ArcadeData / arcadedb

ArcadeDB Multi-Model Database, one DBMS that supports SQL, Cypher, Gremlin, HTTP/JSON, MongoDB and Redis. ArcadeDB is a conceptual fork of OrientDB, the first Multi-Model DBMS. ArcadeDB supports Vector Embeddings.
https://arcadedb.com
Apache License 2.0
487 stars 60 forks source link

SQL: Index can return too many entries when used with `ORDER BY` #1760

Open gramian opened 3 days ago

gramian commented 3 days ago

ArcadeDB Version:

ArcadeDB Server v24.11.1-SNAPSHOT (build 4207821d055e37cbd74b76683e45073da759c2de/1729083296142/console)

OS and JDK Version:

Running on Mac OS X 12.7.6 - OpenJDK 64-Bit Server VM 17.0.12 (Homebrew)

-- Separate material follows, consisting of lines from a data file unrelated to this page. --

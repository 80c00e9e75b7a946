//! Shard Module
//!
//! A single lock-protected partition of the key space with LRU eviction.

use std::collections::HashMap;

use parking_lot::Mutex;

use crate::cache::lru::LruList;
use crate::cache::ShardStats;
use crate::error::{CacheError, Result};

// == Shard ==
/// An independently locked, capacity-bounded LRU partition of the cache.
///
/// The shard pairs a key -> slot index with an [`LruList`] ordered by
/// recency of access, so every operation is O(1) amortized. A capacity of
/// 0 means the shard never evicts.
///
/// One mutex covers all three operations: a `get` promotes the entry to
/// most recently used, so it mutates the recency order and cannot take a
/// read lock. Critical sections never block, which keeps the exclusive
/// lock cheap.
#[derive(Debug)]
pub struct Shard {
    inner: Mutex<ShardInner>,
    capacity: usize,
}

#[derive(Debug)]
struct ShardInner {
    /// Key -> slot in the recency list; always consistent with `order`
    index: HashMap<String, usize>,
    /// Entries ordered most-recently-used first
    order: LruList,
    /// Operation counters sampled by the store
    stats: ShardStats,
}

impl Shard {
    // == Constructor ==
    /// Creates a new empty shard.
    ///
    /// # Arguments
    /// * `capacity` - Maximum number of entries; 0 means unbounded
    pub fn new(capacity: usize) -> Self {
        Self {
            inner: Mutex::new(ShardInner {
                index: HashMap::new(),
                order: LruList::new(),
                stats: ShardStats::new(),
            }),
            capacity,
        }
    }

    // == Set ==
    /// Inserts or updates a key-value pair.
    ///
    /// An existing key is updated in place and promoted to most recently
    /// used; updates never trigger eviction. A new key evicts the least
    /// recently used entry first when the shard is at capacity.
    pub fn set(&self, key: &str, value: &str) {
        let inner = &mut *self.inner.lock();
        inner.stats.record_set();

        if let Some(&slot) = inner.index.get(key) {
            inner.order.set_value(slot, value.to_string());
            inner.order.move_to_front(slot);
            return;
        }

        // Capacity check strictly before insertion of a new key
        if self.capacity > 0 && inner.order.len() >= self.capacity {
            inner.evict();
        }

        let slot = inner.order.push_front(key.to_string(), value.to_string());
        inner.index.insert(key.to_string(), slot);
    }

    // == Get ==
    /// Retrieves a value and promotes the key to most recently used.
    ///
    /// # Errors
    /// Returns `CacheError::NotFound` if the key is absent.
    pub fn get(&self, key: &str) -> Result<String> {
        let inner = &mut *self.inner.lock();

        match inner.index.get(key) {
            Some(&slot) => {
                inner.order.move_to_front(slot);
                inner.stats.record_hit();
                Ok(inner.order.value(slot).to_string())
            }
            None => {
                inner.stats.record_miss();
                Err(CacheError::NotFound(key.to_string()))
            }
        }
    }

    // == Delete ==
    /// Removes a key if present; a no-op (not an error) if absent.
    pub fn delete(&self, key: &str) {
        let inner = &mut *self.inner.lock();

        if let Some(slot) = inner.index.remove(key) {
            inner.order.remove(slot);
            inner.stats.record_delete();
        }
    }

    // == Length ==
    /// Returns the current number of entries.
    pub fn len(&self) -> usize {
        self.inner.lock().order.len()
    }

    /// Returns true when the shard holds no entries.
    pub fn is_empty(&self) -> bool {
        self.inner.lock().order.is_empty()
    }

    // == Stats ==
    /// Returns a snapshot of the shard's operation counters.
    pub fn stats(&self) -> ShardStats {
        let inner = self.inner.lock();
        let mut stats = inner.stats.clone();
        stats.entries = inner.order.len();
        stats
    }
}

impl ShardInner {
    /// Removes the current least recently used entry; a no-op when empty.
    fn evict(&mut self) {
        if let Some((evicted_key, _)) = self.order.pop_back() {
            self.index.remove(&evicted_key);
            self.stats.record_eviction();
        }
    }
}
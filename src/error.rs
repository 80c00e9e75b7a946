//! Error types for the cache server
//!
//! Provides unified error handling using thiserror.

use thiserror::Error;

// == Cache Error Enum ==
/// Unified error type for the cache engine.
///
/// `get` on an absent key is the only failing operation in the core;
/// every other store operation is total. A `NotFound` is a routine
/// outcome translated by the protocol layer, never an anomaly.
#[derive(Error, Debug)]
pub enum CacheError {
    /// Key not found in cache
    #[error("Key not found: {0}")]
    NotFound(String),
}

// == Result Type Alias ==
/// Convenience Result type for the cache server.
pub type Result<T> = std::result::Result<T, CacheError>;
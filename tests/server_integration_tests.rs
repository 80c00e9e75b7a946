//! Integration Tests for the TCP Server
//!
//! Spins up a real server on an ephemeral port and exercises the full
//! accept -> dispatch -> parse -> store -> reply cycle over TCP.

use std::net::SocketAddr;
use std::sync::Arc;

use tokio::io::{AsyncBufReadExt, AsyncWriteExt, BufReader};
use tokio::net::tcp::{OwnedReadHalf, OwnedWriteHalf};
use tokio::net::{TcpListener, TcpStream};

use shardcache::{serve, spawn_dispatcher, ServerState, ShardedStore, StoreOptions};

// == Helper Functions ==

async fn start_server(auth: Option<&str>) -> SocketAddr {
    let store = Arc::new(ShardedStore::new(StoreOptions {
        shard_count: 8,
        shard_capacity: 100,
    }));
    let state = ServerState::new(store, auth.map(String::from));
    let dispatcher = spawn_dispatcher(&state, 4);

    let listener = TcpListener::bind("127.0.0.1:0").await.unwrap();
    let addr = listener.local_addr().unwrap();
    tokio::spawn(serve(listener, dispatcher, std::future::pending::<()>()));

    addr
}

struct Client {
    reader: BufReader<OwnedReadHalf>,
    writer: OwnedWriteHalf,
}

impl Client {
    async fn connect(addr: SocketAddr) -> Self {
        let stream = TcpStream::connect(addr).await.unwrap();
        let (reader, writer) = stream.into_split();
        Self {
            reader: BufReader::new(reader),
            writer,
        }
    }

    /// Sends one command line and reads one reply line.
    ///
    /// Returns None when the server closed the connection.
    async fn send(&mut self, line: &str) -> Option<String> {
        self.writer.write_all(line.as_bytes()).await.unwrap();
        self.writer.write_all(b"\n").await.unwrap();

        let mut reply = String::new();
        let read = self.reader.read_line(&mut reply).await.unwrap();
        if read == 0 {
            None
        } else {
            Some(reply.trim_end().to_string())
        }
    }
}

// == Basic Command Tests ==

#[tokio::test]
async fn test_set_and_get_roundtrip() {
    let addr = start_server(None).await;
    let mut client = Client::connect(addr).await;

    assert_eq!(client.send("SET greeting hello").await.unwrap(), "OK");
    assert_eq!(client.send("GET greeting").await.unwrap(), "hello");
}

#[tokio::test]
async fn test_set_multiword_value() {
    let addr = start_server(None).await;
    let mut client = Client::connect(addr).await;

    assert_eq!(client.send("SET msg hello wide world").await.unwrap(), "OK");
    assert_eq!(client.send("GET msg").await.unwrap(), "hello wide world");
}

#[tokio::test]
async fn test_get_missing_key() {
    let addr = start_server(None).await;
    let mut client = Client::connect(addr).await;

    assert_eq!(
        client.send("GET nothing").await.unwrap(),
        "ERROR: key not found"
    );
}

#[tokio::test]
async fn test_del_then_get() {
    let addr = start_server(None).await;
    let mut client = Client::connect(addr).await;

    assert_eq!(client.send("SET doomed 42").await.unwrap(), "OK");
    assert_eq!(client.send("DEL doomed").await.unwrap(), "OK");
    assert_eq!(
        client.send("GET doomed").await.unwrap(),
        "ERROR: key not found"
    );

    // DEL again is still OK (idempotent)
    assert_eq!(client.send("DEL doomed").await.unwrap(), "OK");
}

#[tokio::test]
async fn test_overwrite_returns_latest_value() {
    let addr = start_server(None).await;
    let mut client = Client::connect(addr).await;

    client.send("SET k v1").await.unwrap();
    client.send("SET k v2").await.unwrap();
    assert_eq!(client.send("GET k").await.unwrap(), "v2");
}

// == Protocol Error Tests ==

#[tokio::test]
async fn test_malformed_commands_keep_connection_open() {
    let addr = start_server(None).await;
    let mut client = Client::connect(addr).await;

    assert_eq!(
        client.send("SET lonely").await.unwrap(),
        "ERROR: SET requires key and value"
    );
    assert_eq!(client.send("GET").await.unwrap(), "ERROR: GET requires key");
    assert_eq!(client.send("DEL").await.unwrap(), "ERROR: DEL requires key");
    assert_eq!(
        client.send("FLUSH all").await.unwrap(),
        "ERROR: unknown command"
    );

    // The connection still works after every error
    assert_eq!(client.send("SET ok fine").await.unwrap(), "OK");
    assert_eq!(client.send("GET ok").await.unwrap(), "fine");
}

#[tokio::test]
async fn test_lowercase_verbs() {
    let addr = start_server(None).await;
    let mut client = Client::connect(addr).await;

    assert_eq!(client.send("set key value").await.unwrap(), "OK");
    assert_eq!(client.send("get key").await.unwrap(), "value");
    assert_eq!(client.send("del key").await.unwrap(), "OK");
}

// == STATS Tests ==

#[tokio::test]
async fn test_stats_reports_counters() {
    let addr = start_server(None).await;
    let mut client = Client::connect(addr).await;

    client.send("SET a 1").await.unwrap();
    client.send("GET a").await.unwrap();
    client.send("GET missing").await.unwrap();

    let reply = client.send("STATS").await.unwrap();
    let json: serde_json::Value = serde_json::from_str(&reply).unwrap();
    assert_eq!(json["sets"], 1);
    assert_eq!(json["hits"], 1);
    assert_eq!(json["misses"], 1);
    assert_eq!(json["entries"], 1);
    assert_eq!(json["hit_rate"], 0.5);
}

// == AUTH Tests ==

#[tokio::test]
async fn test_auth_required_before_commands() {
    let addr = start_server(Some("sesame")).await;
    let mut client = Client::connect(addr).await;

    assert_eq!(
        client.send("GET anything").await.unwrap(),
        "ERROR: authentication required"
    );

    assert_eq!(client.send("AUTH sesame").await.unwrap(), "OK");
    assert_eq!(client.send("SET k v").await.unwrap(), "OK");
    assert_eq!(client.send("GET k").await.unwrap(), "v");
}

#[tokio::test]
async fn test_auth_wrong_password_closes_connection() {
    let addr = start_server(Some("sesame")).await;
    let mut client = Client::connect(addr).await;

    assert_eq!(
        client.send("AUTH wrong").await.unwrap(),
        "ERROR: invalid password"
    );

    // The server hangs up after a failed handshake
    let mut buf = String::new();
    let read = client.reader.read_line(&mut buf).await.unwrap();
    assert_eq!(read, 0, "expected EOF after failed auth");
}

#[tokio::test]
async fn test_no_auth_needed_when_disabled() {
    let addr = start_server(None).await;
    let mut client = Client::connect(addr).await;

    assert_eq!(client.send("SET k v").await.unwrap(), "OK");
}

// == Concurrency Tests ==

#[tokio::test]
async fn test_concurrent_clients_isolated_keys() {
    let addr = start_server(None).await;

    let mut tasks = Vec::new();
    for c in 0..8 {
        tasks.push(tokio::spawn(async move {
            let mut client = Client::connect(addr).await;
            for i in 0..20 {
                let key = format!("c{}-k{}", c, i);
                assert_eq!(
                    client.send(&format!("SET {} v{}", key, i)).await.unwrap(),
                    "OK"
                );
                assert_eq!(
                    client.send(&format!("GET {}", key)).await.unwrap(),
                    format!("v{}", i)
                );
            }
        }));
    }
    for task in tasks {
        task.await.unwrap();
    }
}

#[tokio::test]
async fn test_more_clients_than_workers() {
    // The pool has 4 workers; 12 short-lived connections must all be served
    let addr = start_server(None).await;

    let mut tasks = Vec::new();
    for c in 0..12 {
        tasks.push(tokio::spawn(async move {
            let mut client = Client::connect(addr).await;
            let key = format!("burst-{}", c);
            assert_eq!(
                client.send(&format!("SET {} done", key)).await.unwrap(),
                "OK"
            );
            assert_eq!(client.send(&format!("GET {}", key)).await.unwrap(), "done");
            // Dropping the client closes the connection and frees the worker
        }));
    }
    for task in tasks {
        task.await.unwrap();
    }
}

Querying a database can return the wrong number of records, in particular too many records. This problem is not easy to reproduce so I attach a small database (75 records) generated from public data. This behavior occurs when from certain databases, such as the one provided below, is queried via SQL, ie SELECT, where an (not-unique) indexed property is used in the projection and also as ordering quantity (in ORDER BY). The schema is given here: https://github.com/ulbmuenster/dataasee/blob/main/database/schema.sql

Expected behavior

Correct number of records returned.

Actual behavior

Too many records are returned.

Steps to reproduce

Restore this backup: metadatalake-backup-20240829-100753793.zip (337KB)

SELECT count(*) FROM metadata; -- There are 75 records in the database

SELECT name, publicationYear FROM metadata; -- Returns 75 records correctly

SELECT name FROM metadata ORDER BY publicationYear; -- Returns 75 records correctly

SELECT name, publicationYear FROM metadata ORDER BY publicationYear; -- Returns 117 records INCORRECTLY

Notes

End of August (2024-08-28 -- 2024-08-31) @lvca (and I) looked into this and potential sources of this behavior could be:

Here is a sample UPSERT statement that generated the provided database:

UPDATE metadata MERGE {"creators":[{"@type":"pair","name":"Neumann, Georg"},{"@type":"pair","name":"Boivin, Odette"},{"@type":"pair","name":"Kleber, Kristin"},{"@type":"pair","name":"Neumann, Georg"},{"@type":"pair","name":"Boivin, Odette"},{"@type":"pair","name":"Kleber, Kristin"}],"dataLocation":"https://data-management.uni-muenster.de/direct-access/wwurdm/07988641231","dataSteward":"https://datastore.uni-muenster.de","description":"The dataset comprises the RTI-data of the cuneiform tablet VAT 17966 (N5:27).\\n\\nRTI = Reflectance Transformation Imaging (RTI) is a computational photographic method that captures a subject’s surface shape and color and enables the interactive re-lighting of the subject from any direction in a software viewer, revealing details not visible with the naked eye (cf. https://culturalheritageimaging.org/).","identifiers":[{"@type":"pair","data":"10.17879/07988641225","name":"DE-6"},{"@type":"pair","data":"10.17879/07988641225","name":"null"}],"keywords":"Babylon,Cuneiform,Neo-Babylonian","language":"#4:0","metadataQuality":"Incomplete","name":"VAT 17966 - RTI dataset","publicationYear":2024,"publisher":"Universität Münster","rawChecksum":"TcrJlnTQYfugD2rROs2Y3g==","rawType":"marc21","recordId":"MTA0MzQ4NDE4NDMwODAyNDg3NA","resourceType":null,"rights":"CC BY-NC-SA 4.0","source":"https://datastore.uni-muenster.de/oai","synonyms":[{"@type":"pair","data":"GoviB","name":"Alternative Title"}]} UPSERT WHERE recordId == 'MTA0MzQ4NDE4NDMwODAyNDg3NA';

As a workaround the projection can be renamed, ie:

SELECT name, publicationYear AS pubYear FROM metadata ORDER BY publicationYear;

but this also excludes the use of the index!

gramian commented 2 days ago

Using either UPDATE ... MERGE ... UPSERT or UPDATE ... CONTENT ... UPSERT produces too many index results.